A recovery plan for the West End


The West End is London’s heart, and has been resilient over centuries, but COVID-19 has struck hard:

  • Central London’s consumer economy, as well as its social and cultural fabric, are facing a deeper and more protracted crisis than other parts of the capital.
  • By mid-July, in-store purchases in central London remained 60 per cent below their January level for apparel and food, but the figure was between 15 and 40 per cent in outer London centres such as Ealing or Bromley.
  • The absence of foreign visitors has been felt most strongly in central London: 40 per cent of international tourist spend in the UK is within the Cities of London and Westminster, and Kensington and Chelsea.
  • The West End accounts for one in five hospitality jobs in London, one in six jobs in the arts and one in eight jobs in retail – with demand suppressed, these are some of the most vulnerable jobs in London.

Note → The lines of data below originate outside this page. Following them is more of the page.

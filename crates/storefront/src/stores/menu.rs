//! Navigation menu and category tree.
//!
//! Served from an in-memory cache keyed by locale. The last menu fetched is
//! also persisted under `menu-store` and used when the backend is unreachable.

use std::sync::Arc;
use std::time::Duration;

use moka::future::Cache;
use serde::{Deserialize, Serialize};
use tracing::{debug, instrument, warn};

use crate::api::ApiClient;
use crate::error::StoreError;
use crate::models::Menu;
use crate::persist::{Persisted, StateStorage, keys};

const CACHE_CAPACITY: u64 = 16;

#[derive(Debug, Serialize, Deserialize)]
struct StoredMenu {
    locale: String,
    menu: Menu,
}

/// Cached access to the navigation menu.
#[derive(Clone)]
pub struct MenuStore {
    inner: Arc<MenuInner>,
}

struct MenuInner {
    api: ApiClient,
    cache: Cache<String, Arc<Menu>>,
    persisted: Persisted<StoredMenu>,
}

impl MenuStore {
    #[must_use]
    pub fn new(api: ApiClient, storage: Arc<dyn StateStorage>, ttl: Duration) -> Self {
        let cache = Cache::builder()
            .max_capacity(CACHE_CAPACITY)
            .time_to_live(ttl)
            .build();

        Self {
            inner: Arc::new(MenuInner {
                api,
                cache,
                persisted: Persisted::new(storage, keys::MENU_STORE),
            }),
        }
    }

    /// Menu for the client's current locale.
    ///
    /// # Errors
    ///
    /// Returns the API error when the request fails and no persisted menu
    /// for this locale exists.
    #[instrument(skip(self))]
    pub async fn menu(&self) -> Result<Menu, StoreError> {
        let locale = self.inner.api.locale().to_string();

        if let Some(menu) = self.inner.cache.get(&locale).await {
            debug!(%locale, "Cache hit for menu");
            return Ok(menu.as_ref().clone());
        }

        match self.inner.api.get_menu().await {
            Ok(menu) => {
                self.inner
                    .cache
                    .insert(locale.clone(), Arc::new(menu.clone()))
                    .await;
                self.inner
                    .persisted
                    .save(&StoredMenu {
                        locale,
                        menu: menu.clone(),
                    })
                    .await;
                Ok(menu)
            }
            Err(e) => {
                if let Some(stored) = self.inner.persisted.load().await
                    && stored.locale == locale
                {
                    warn!(error = %e, "Menu request failed, serving persisted copy");
                    return Ok(stored.menu);
                }
                Err(e.into())
            }
        }
    }

    /// Forget cached menus, e.g. after a locale change.
    pub fn invalidate(&self) {
        self.inner.cache.invalidate_all();
    }
}

#[cfg(test)]
#[allow(clippy::unwrap_used)]
mod tests {
    use reqwest::StatusCode;
    use serde_json::json;
    use vitrine_core::Locale;

    use super::*;
    use crate::api::{ApiResponse, Method};
    use crate::persist::MemoryStorage;
    use crate::testing::{self, ScriptedTransport};

    fn menu_json() -> serde_json::Value {
        json!({
            "items": [{"title": "Shop", "url": "/shop", "children": [{"title": "New", "url": "/shop/new"}]}],
            "categories": [{"id": 1, "title": "Shoes"}]
        })
    }

    #[tokio::test]
    async fn test_second_call_is_cached() {
        let transport = Arc::new(ScriptedTransport::new());
        transport.reply(Method::Get, "menu", StatusCode::OK, menu_json());
        let store = MenuStore::new(
            testing::anonymous_client(&transport),
            Arc::new(MemoryStorage::new()),
            Duration::from_secs(300),
        );

        let first = store.menu().await.unwrap();
        let second = store.menu().await.unwrap();
        assert_eq!(first, second);
        assert_eq!(first.items[0].children.len(), 1);
        assert_eq!(transport.calls_to(Method::Get, "menu"), 1);

        store.invalidate();
        store.menu().await.unwrap();
        assert_eq!(transport.calls_to(Method::Get, "menu"), 2);
    }

    #[tokio::test]
    async fn test_falls_back_to_persisted_copy() {
        let storage: Arc<dyn StateStorage> = Arc::new(MemoryStorage::new());
        let online = Arc::new(ScriptedTransport::new());
        online.reply(Method::Get, "menu", StatusCode::OK, menu_json());
        MenuStore::new(testing::anonymous_client(&online), Arc::clone(&storage), Duration::from_secs(300))
            .menu()
            .await
            .unwrap();

        let offline = Arc::new(ScriptedTransport::new());
        offline.route(Method::Get, "menu", |_, _| Ok(ApiResponse::empty(StatusCode::BAD_GATEWAY)));
        let client = testing::anonymous_client(&offline);
        let store = MenuStore::new(client.clone(), storage, Duration::from_secs(300));
        assert_eq!(store.menu().await.unwrap().categories.len(), 1);

        client.set_locale("uk".parse::<Locale>().unwrap());
        store.invalidate();
        assert!(store.menu().await.is_err());
    }
}
//! Catalog listing, product and filter types.

use std::collections::{BTreeMap, BTreeSet};

use serde::{Deserialize, Serialize};
use vitrine_core::{CategoryId, FilterValueId, Price, ProductId};

/// A catalog product.
#[derive(Debug, Clone, PartialEq, Eq, Serialize, Deserialize)]
pub struct Product {
    pub id: ProductId,
    pub title: String,
    #[serde(default)]
    pub slug: String,
    pub price: Price,
    #[serde(default)]
    pub image_url: Option<String>,
    #[serde(default = "in_stock_default")]
    pub in_stock: bool,
    #[serde(default)]
    pub categories: Vec<CategoryId>,
    /// Only present on the single-item endpoint.
    #[serde(default)]
    pub description: Option<String>,
    #[serde(default)]
    pub images: Vec<String>,
}

const fn in_stock_default() -> bool {
    true
}

/// One selectable value in a filter group.
#[derive(Debug, Clone, PartialEq, Eq, Serialize, Deserialize)]
pub struct FilterValue {
    pub id: FilterValueId,
    pub label: String,
    /// Matching products, when the backend computes facets.
    #[serde(default)]
    pub count: Option<u64>,
}

/// A filterable field (brand, size, colour...) and its values.
#[derive(Debug, Clone, PartialEq, Eq, Serialize, Deserialize)]
pub struct FilterGroup {
    pub field: String,
    pub title: String,
    #[serde(default)]
    pub values: Vec<FilterValue>,
}

/// One page of `GET catalog`.
#[derive(Debug, Clone, Deserialize)]
pub struct CatalogPage {
    #[serde(default)]
    pub items: Vec<Product>,
    #[serde(default)]
    pub total: u64,
    #[serde(default)]
    pub filters: Vec<FilterGroup>,
}

/// Search, filter and pagination parameters of a catalog fetch.
#[derive(Debug, Clone, PartialEq, Eq, Serialize, Deserialize)]
pub struct CatalogQuery {
    pub search: String,
    /// Selected value ids per filter field. Empty sets are never stored.
    pub filters: BTreeMap<String, BTreeSet<FilterValueId>>,
    pub page: u32,
    pub items_per_page: u32,
}

impl CatalogQuery {
    /// First page with no search or filters.
    #[must_use]
    pub const fn new(items_per_page: u32) -> Self {
        Self {
            search: String::new(),
            filters: BTreeMap::new(),
            page: 1,
            items_per_page,
        }
    }

    /// Query string pairs, e.g. `search=..&brand=1,4&page=2&per_page=12`.
    #[must_use]
    pub fn to_params(&self) -> Vec<(String, String)> {
        let mut params = Vec::new();
        let search = self.search.trim();
        if !search.is_empty() {
            params.push(("search".to_string(), search.to_string()));
        }
        for (field, ids) in &self.filters {
            if ids.is_empty() {
                continue;
            }
            let joined = ids
                .iter()
                .map(ToString::to_string)
                .collect::<Vec<_>>()
                .join(",");
            params.push((field.clone(), joined));
        }
        params.push(("page".to_string(), self.page.to_string()));
        params.push(("per_page".to_string(), self.items_per_page.to_string()));
        params
    }

    /// Whether more pages exist after this one.
    #[must_use]
    pub fn has_more(&self, total: u64) -> bool {
        u64::from(self.page) * u64::from(self.items_per_page) < total
    }

    /// Same search and filters, ignoring pagination.
    #[must_use]
    pub fn same_selection(&self, other: &Self) -> bool {
        self.search.trim() == other.search.trim()
            && self.filters == other.filters
            && self.items_per_page == other.items_per_page
    }
}

#[cfg(test)]
#[allow(clippy::unwrap_used)]
mod tests {
    use super::*;

    #[test]
    fn test_params_skip_empty_search_and_sets() {
        let mut query = CatalogQuery::new(12);
        query.search = "  ".to_string();
        query.filters.insert("brand".to_string(), BTreeSet::new());
        let params = query.to_params();
        assert_eq!(
            params,
            vec![
                ("page".to_string(), "1".to_string()),
                ("per_page".to_string(), "12".to_string()),
            ]
        );
    }

    #[test]
    fn test_params_join_filter_ids_in_order() {
        let mut query = CatalogQuery::new(24);
        query.search = "boots".to_string();
        query.page = 3;
        query.filters.insert(
            "size".to_string(),
            [FilterValueId::new(9), FilterValueId::new(2)].into_iter().collect(),
        );
        let params = query.to_params();
        assert!(params.contains(&("search".to_string(), "boots".to_string())));
        assert!(params.contains(&("size".to_string(), "2,9".to_string())));
        assert!(params.contains(&("page".to_string(), "3".to_string())));
    }

    #[test]
    fn test_has_more() {
        let mut query = CatalogQuery::new(10);
        assert!(query.has_more(11));
        assert!(!query.has_more(10));
        query.page = 2;
        assert!(!query.has_more(20));
    }

    #[test]
    fn test_product_defaults() {
        let product: Product =
            serde_json::from_str(r#"{"id":3,"title":"Mug","price":{"amount":"9.00"}}"#).unwrap();
        assert!(product.in_stock);
        assert!(product.images.is_empty());
        assert_eq!(product.price.amount, rust_decimal::Decimal::new(900, 2));
    }
}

To help the West End recover more quickly from the pandemic, and make it a greener, and more liveable neighbourhood:

  • Central London boroughs should continue to expand opportunities for businesses to operate outdoors.
  • Landowners and Business Improvement Districts should manage deliveries to limit disruption to businesses, visitors and residents across the West End.
  • Transport for London, in collaboration with the government and Public Health England, should explore whether public transport could operate at a higher capacity without increasing virus transmission.
  • The Mayor of London and boroughs should bring forward a business case for expanding the availability of bikes, e-bikes and e-scooters for hire to outer London and parts of inner London that are currently underserved, and the government should provide financial support.
  • Landowners, with support from the Mayor of London and boroughs, should stage weekly ‘London fringe’ events across the West End’s streets, to create new spaces for outdoor performances that respect physical distancing rules – in addition to indoor venues reopening.
  • The government should introduce culture vouchers to incentivise visits once indoor performances reopen.
  • London & Partners, with support from VisitBritain, should help London’s cultural institutions reach international audiences, and prepare a campaign to showcase London’s offer to international visitors. Boroughs, BIDs and landowners should make a concerted effort to make use of the West End’s numerous vacant spaces.
  • The government should offer ‘enterprise-zone’ style incentives to attract new business to the West End, including lower business rates, and capital allowances on office fit-outs and adaptations.